Above all, the PLS-DA model using CARS features achieved best performance with the CCRs of 96.33%, 95.67%, and 91.00% in calibration, cross-validation, and prediction sets. To further assess the performance, the confusion matrix is shown in Table 4. The CARS-PLS-DA model yielded a sensitivity of 93.62%, a specificity of 88.68%, AUC of 0.91, and Kappa coefficient of 0.82 in prediction set. These results suggested that CARS-PLS-DA model had great potential to identify Chinese walnut varieties without any chemical or physical information.

3.6. Classification Visualization of Chinese Walnut Varieties

The advantage of HSI to acquire both spatial and spectral information makes it possible to show the classification results of Chinese walnuts using intuitive classification maps. In our study, the simplified CARS-PLS-DA model was transferred to predict the varieties of each pixel. Compared to original hyperspectral images, the visual classification map could be eventually formed. The original false-color images of Ningguo and Lin’an walnuts are shown in Figure 5a,b. It could be seen that most of the walnuts differed little in texture or morphology characteristics. It was difficult to discriminate different varieties by naked eye. As shown in Figure 5c,d, the corresponding predicted varieties were marked using different colors (red for Ningguo walnuts, green for Lin’an walnuts, and black for background). The misclassified and well-classified pixels were clearly displayed in the classification maps.
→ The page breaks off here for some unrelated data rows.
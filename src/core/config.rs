//! Configuration management for the MCP server.
//!
//! This module provides a centralized configuration structure populated
//! from environment variables (and a `.env` file, if present) on top of
//! defaults.

use super::transport::TransportConfig;
use serde::{Deserialize, Serialize};
use std::path::PathBuf;
use tracing::info;

/// Main configuration structure for the MCP server.
#[derive(Debug, Clone, Serialize, Deserialize)]
pub struct Config {
    /// Server identification and metadata.
    pub server: ServerConfig,

    /// Logging configuration.
    pub logging: LoggingConfig,

    /// Transport configuration.
    pub transport: TransportConfig,

    /// Remote diary access configuration.
    pub diary: DiaryConfig,
}

/// Server identification configuration.
#[derive(Debug, Clone, Serialize, Deserialize)]
pub struct ServerConfig {
    /// The name of the server as reported to clients.
    pub name: String,

    /// The version of the server.
    pub version: String,
}

/// Logging configuration.
#[derive(Debug, Clone, Serialize, Deserialize)]
pub struct LoggingConfig {
    /// Log level filter (e.g., "info", "debug", "trace").
    pub level: String,
}

/// Configuration for reaching the remote diary.
#[derive(Clone, Serialize, Deserialize)]
pub struct DiaryConfig {
    /// Serialized cookie map (`MFP_COOKIES`).
    pub cookies_json: Option<String>,

    /// Exported browser cookie file used when `cookies_json` is unusable.
    pub cookie_file: PathBuf,

    /// Web origin of the service.
    pub web_base_url: String,

    /// JSON API origin of the service.
    pub api_base_url: String,

    /// Per-request timeout in seconds.
    pub timeout_secs: u64,
}

/// Custom Debug implementation to redact cookie values from logs.
impl std::fmt::Debug for DiaryConfig {
    fn fmt(&self, f: &mut std::fmt::Formatter<'_>) -> std::fmt::Result {
        f.debug_struct("DiaryConfig")
            .field(
                "cookies_json",
                &self.cookies_json.as_ref().map(|_| "[REDACTED]"),
            )
            .field("cookie_file", &self.cookie_file)
            .field("web_base_url", &self.web_base_url)
            .field("api_base_url", &self.api_base_url)
            .field("timeout_secs", &self.timeout_secs)
            .finish()
    }
}

impl Default for DiaryConfig {
    fn default() -> Self {
        Self {
            cookies_json: None,
            cookie_file: PathBuf::from("mfp_cookies.json"),
            web_base_url: "https://www.myfitnesspal.com".to_string(),
            api_base_url: "https://api.myfitnesspal.com".to_string(),
            timeout_secs: 30,
        }
    }
}

impl Default for Config {
    fn default() -> Self {
        Self {
            server: ServerConfig {
                name: "myfitnesspal".to_string(),
                version: env!("CARGO_PKG_VERSION").to_string(),
            },
            logging: LoggingConfig {
                level: "info".to_string(),
            },
            transport: TransportConfig::default(),
            diary: DiaryConfig::default(),
        }
    }
}

impl Config {
    /// Create a new configuration with default values.
    pub fn new() -> Self {
        Self::default()
    }

    /// Load configuration from environment variables.
    ///
    /// Diary access reads `MFP_*` variables; the transport honours
    /// `MCP_TRANSPORT` and the plain `HOST`/`PORT` pair.
    pub fn from_env() -> Self {
        dotenvy::dotenv().ok();

        let mut config = Self::default();

        if let Ok(name) = std::env::var("MFP_SERVER_NAME") {
            config.server.name = name;
        }

        if let Ok(level) = std::env::var("MFP_LOG_LEVEL") {
            config.logging.level = level;
        }

        config.transport = TransportConfig::from_env();
        config.diary = DiaryConfig::from_env();

        config
    }
}

impl DiaryConfig {
    /// Load diary access settings from `MFP_*` environment variables.
    pub fn from_env() -> Self {
        let mut diary = Self::default();

        if let Ok(cookies) = std::env::var("MFP_COOKIES") {
            info!("Session cookies provided via MFP_COOKIES");
            diary.cookies_json = Some(cookies);
        }

        if let Ok(path) = std::env::var("MFP_COOKIES_FILE") {
            diary.cookie_file = PathBuf::from(path);
        }

        if let Ok(url) = std::env::var("MFP_WEB_BASE_URL") {
            diary.web_base_url = url;
        }

        if let Ok(url) = std::env::var("MFP_API_BASE_URL") {
            diary.api_base_url = url;
        }

        if let Some(secs) = std::env::var("MFP_TIMEOUT_SECS")
            .ok()
            .and_then(|s| s.parse().ok())
        {
            diary.timeout_secs = secs;
        }

        diary
    }
}

#[cfg(test)]
mod tests {
    use super::*;
    use std::sync::Mutex;

    // Mutex to ensure env var tests run serially
    static ENV_TEST_LOCK: Mutex<()> = Mutex::new(());

    #[test]
    fn test_diary_from_env() {
        let _lock = ENV_TEST_LOCK.lock().unwrap();
        unsafe {
            std::env::set_var("MFP_COOKIES", r#"{"a": {"value": "x"}}"#);
            std::env::set_var("MFP_COOKIES_FILE", "/tmp/cookies.json");
            std::env::set_var("MFP_TIMEOUT_SECS", "5");
        }
        let diary = DiaryConfig::from_env();
        assert_eq!(diary.cookies_json.as_deref(), Some(r#"{"a": {"value": "x"}}"#));
        assert_eq!(diary.cookie_file, PathBuf::from("/tmp/cookies.json"));
        assert_eq!(diary.timeout_secs, 5);
        unsafe {
            std::env::remove_var("MFP_COOKIES");
            std::env::remove_var("MFP_COOKIES_FILE");
            std::env::remove_var("MFP_TIMEOUT_SECS");
        }
    }

    #[test]
    fn test_diary_defaults() {
        let _lock = ENV_TEST_LOCK.lock().unwrap();
        unsafe {
            std::env::remove_var("MFP_COOKIES");
            std::env::set_var("MFP_TIMEOUT_SECS", "not a number");
        }
        let diary = DiaryConfig::from_env();
        assert!(diary.cookies_json.is_none());
        assert_eq!(diary.timeout_secs, 30);
        assert_eq!(diary.web_base_url, "https://www.myfitnesspal.com");
        unsafe {
            std::env::remove_var("MFP_TIMEOUT_SECS");
        }
    }

    #[test]
    fn test_cookies_redacted_in_debug() {
        let diary = DiaryConfig {
            cookies_json: Some(r#"{"_mfp_session": {"value": "super_secret"}}"#.to_string()),
            ..DiaryConfig::default()
        };
        let debug_str = format!("{:?}", diary);
        assert!(debug_str.contains("REDACTED"));
        assert!(!debug_str.contains("super_secret"));
    }
}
Most of the pixels within one sample were accurately classified, however, a distribution structured in band misclassification could be seen especially for Lin’an variety. The main reason was that samples shook slightly as the conveyor belt slipped, and noise was brought into the line-scanning images. Further application will focus on holding the walnuts with a belt with sockets in images collection procedure to obtain more accurate results. Anyway, the sample-level varieties were successfully identified with 100% accuracy, and more than 75% of the pixels were correctly identified. The visualization results indicated that HSI together with the optimal CARS-PLS-DA model also had great potential in visualizing the Chinese walnut varieties. This methodology was expected to be applied in modern nut industry as a powerful tool for large-scale qualitative detection of walnuts.
The overall results indicated that HSI could become a good way for identifying Chinese walnut varieties. Coincidentally, a recent work [44] related to this subject also confirmed that walnut varieties can be evaluated by HSI technique. However, no attempts of HSI-based classification visualization have been conducted previously. Our study shows the potential of HSI for visualizing the variety categorization of Chinese walnuts. It provides a good example for widespread application of this technique on different kinds of nuts. The nut industry will benefit from this visual and rapid method to categorize nut according to their variety, and direct the nut of different varieties to appropriate end-uses.

4. Conclusions

Since the traditional methods for identifying the Chinese walnut varieties are highly time-consuming, destructive, or subjective, a method based on the hyperspectral imaging (HSI) technique coupled with chemometrics was successfully applied for classifying Ningguo and Lin’an Chinese walnuts. The first two principal component (PC) score plots and transformed PC score visualization images were drawn to clearly show the differences between Ningguo and Lin’an varieties. The partial least squares-discriminant analysis (PLS-DA) based models showed strong ability for varieties classification (accuracies of 97.33%, 95.33% and 92.00% in calibration set, cross-validation set, and prediction set). In order to reduce data dimensionality and further reduce the modeling time, the most effective 15 wavelengths selected by competitive adaptive reweighted sampling (CARS) were used to build a new PLS-DA model yielding 96.33%, 95.67%, and 91.00% accuracies in the three sets. These 15 wavelengths can be likely the most potential ones in further developing a multispectral instrument to discriminate Chinese walnut varieties rapidly and non-destructively. Final visualization map was successfully generated to observe the specific variety of each sample in an intuitive way. Visual differences between walnut samples of different varieties as well as different areas of the same sample were clearly displayed. In summary, all the results showed that HSI was feasible and beneficial in further building online large-scale Chinese walnut varieties identification system. More Chinese walnuts originated from different planting areas will be further considered to improve the models’ robustness.

Author Contributions

Conceptualization, H.J.; methodology, H.J.; software, H.J. and L.Y.; validation, H.J., L.Y. and X.L.; formal analysis, M.S.; investigation, M.S.; resources, H.J.; data curation, L.Y.; writing—original draft preparation, H.J.; writing—review and editing, M.S.; visualization, L.Y.; supervision, X.L.; project administration, H.J.; funding acquisition, H.J. All authors have read and agreed to the published version of the manuscript.

Funding

This work was funded by Jiangsu Agriculture Science and Technology Innovation Fund, grant number CX(20)3040, and the Key Laboratory of on Site Processing Equipment for Agricultural Products, Ministry of Agriculture and Rural Affairs, China.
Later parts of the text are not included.